- Work instructions: Give back the material that follows, identical in every line.

- Record extracts:
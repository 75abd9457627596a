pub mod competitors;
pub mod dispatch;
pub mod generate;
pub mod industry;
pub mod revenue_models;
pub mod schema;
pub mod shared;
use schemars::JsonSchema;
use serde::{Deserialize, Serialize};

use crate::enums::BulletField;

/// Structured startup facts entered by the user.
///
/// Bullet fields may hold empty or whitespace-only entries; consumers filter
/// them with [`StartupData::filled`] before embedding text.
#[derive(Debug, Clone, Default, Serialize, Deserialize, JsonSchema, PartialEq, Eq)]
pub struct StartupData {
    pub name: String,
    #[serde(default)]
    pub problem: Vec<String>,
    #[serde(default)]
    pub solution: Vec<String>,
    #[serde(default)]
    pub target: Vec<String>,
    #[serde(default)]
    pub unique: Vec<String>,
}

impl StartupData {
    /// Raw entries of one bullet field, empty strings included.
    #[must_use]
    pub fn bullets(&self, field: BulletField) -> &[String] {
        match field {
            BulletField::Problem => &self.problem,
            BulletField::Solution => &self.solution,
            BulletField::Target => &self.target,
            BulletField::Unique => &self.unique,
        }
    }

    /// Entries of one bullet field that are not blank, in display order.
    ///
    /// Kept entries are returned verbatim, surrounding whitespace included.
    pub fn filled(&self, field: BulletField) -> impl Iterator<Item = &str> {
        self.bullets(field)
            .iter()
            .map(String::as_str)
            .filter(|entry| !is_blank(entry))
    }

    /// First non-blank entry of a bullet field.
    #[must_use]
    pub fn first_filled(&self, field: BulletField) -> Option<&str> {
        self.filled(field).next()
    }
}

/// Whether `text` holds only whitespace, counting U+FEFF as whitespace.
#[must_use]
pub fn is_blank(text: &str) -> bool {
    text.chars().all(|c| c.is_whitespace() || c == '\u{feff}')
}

- Task answer:
repository 75abd9457627596a
pub mod competitors;
pub mod dispatch;
pub mod generate;
pub mod industry;
pub mod revenue_models;
pub mod schema;
pub mod shared;
use schemars::JsonSchema;
use serde::{Deserialize, Serialize};

use crate::enums::BulletField;

/// Structured startup facts entered by the user.
///
/// Bullet fields may hold empty or whitespace-only entries; consumers filter
/// them with [`StartupData::filled`] before embedding text.
#[derive(Debug, Clone, Default, Serialize, Deserialize, JsonSchema, PartialEq, Eq)]
pub struct StartupData {
    pub name: String,
    #[serde(default)]
    pub problem: Vec<String>,
    #[serde(default)]
    pub solution: Vec<String>,
    #[serde(default)]
    pub target: Vec<String>,
    #[serde(default)]
    pub unique: Vec<String>,
}

impl StartupData {
    /// Raw entries of one bullet field, empty strings included.
    #[must_use]
    pub fn bullets(&self, field: BulletField) -> &[String] {
        match field {
            BulletField::Problem => &self.problem,
            BulletField::Solution => &self.solution,
            BulletField::Target => &self.target,
            BulletField::Unique => &self.unique,
        }
    }

    /// Entries of one bullet field that are not blank, in display order.
    ///
    /// Kept entries are returned verbatim, surrounding whitespace included.
    pub fn filled(&self, field: BulletField) -> impl Iterator<Item = &str> {
        self.bullets(field)
            .iter()
            .map(String::as_str)
            .filter(|entry| !is_blank(entry))
    }

    /// First non-blank entry of a bullet field.
    #[must_use]
    pub fn first_filled(&self, field: BulletField) -> Option<&str> {
        self.filled(field).next()
    }
}

/// Whether `text` holds only whitespace, counting U+FEFF as whitespace.
#[must_use]
pub fn is_blank(text: &str) -> bool {
    text.chars().all(|c| c.is_whitespace() || c == '\u{feff}')
}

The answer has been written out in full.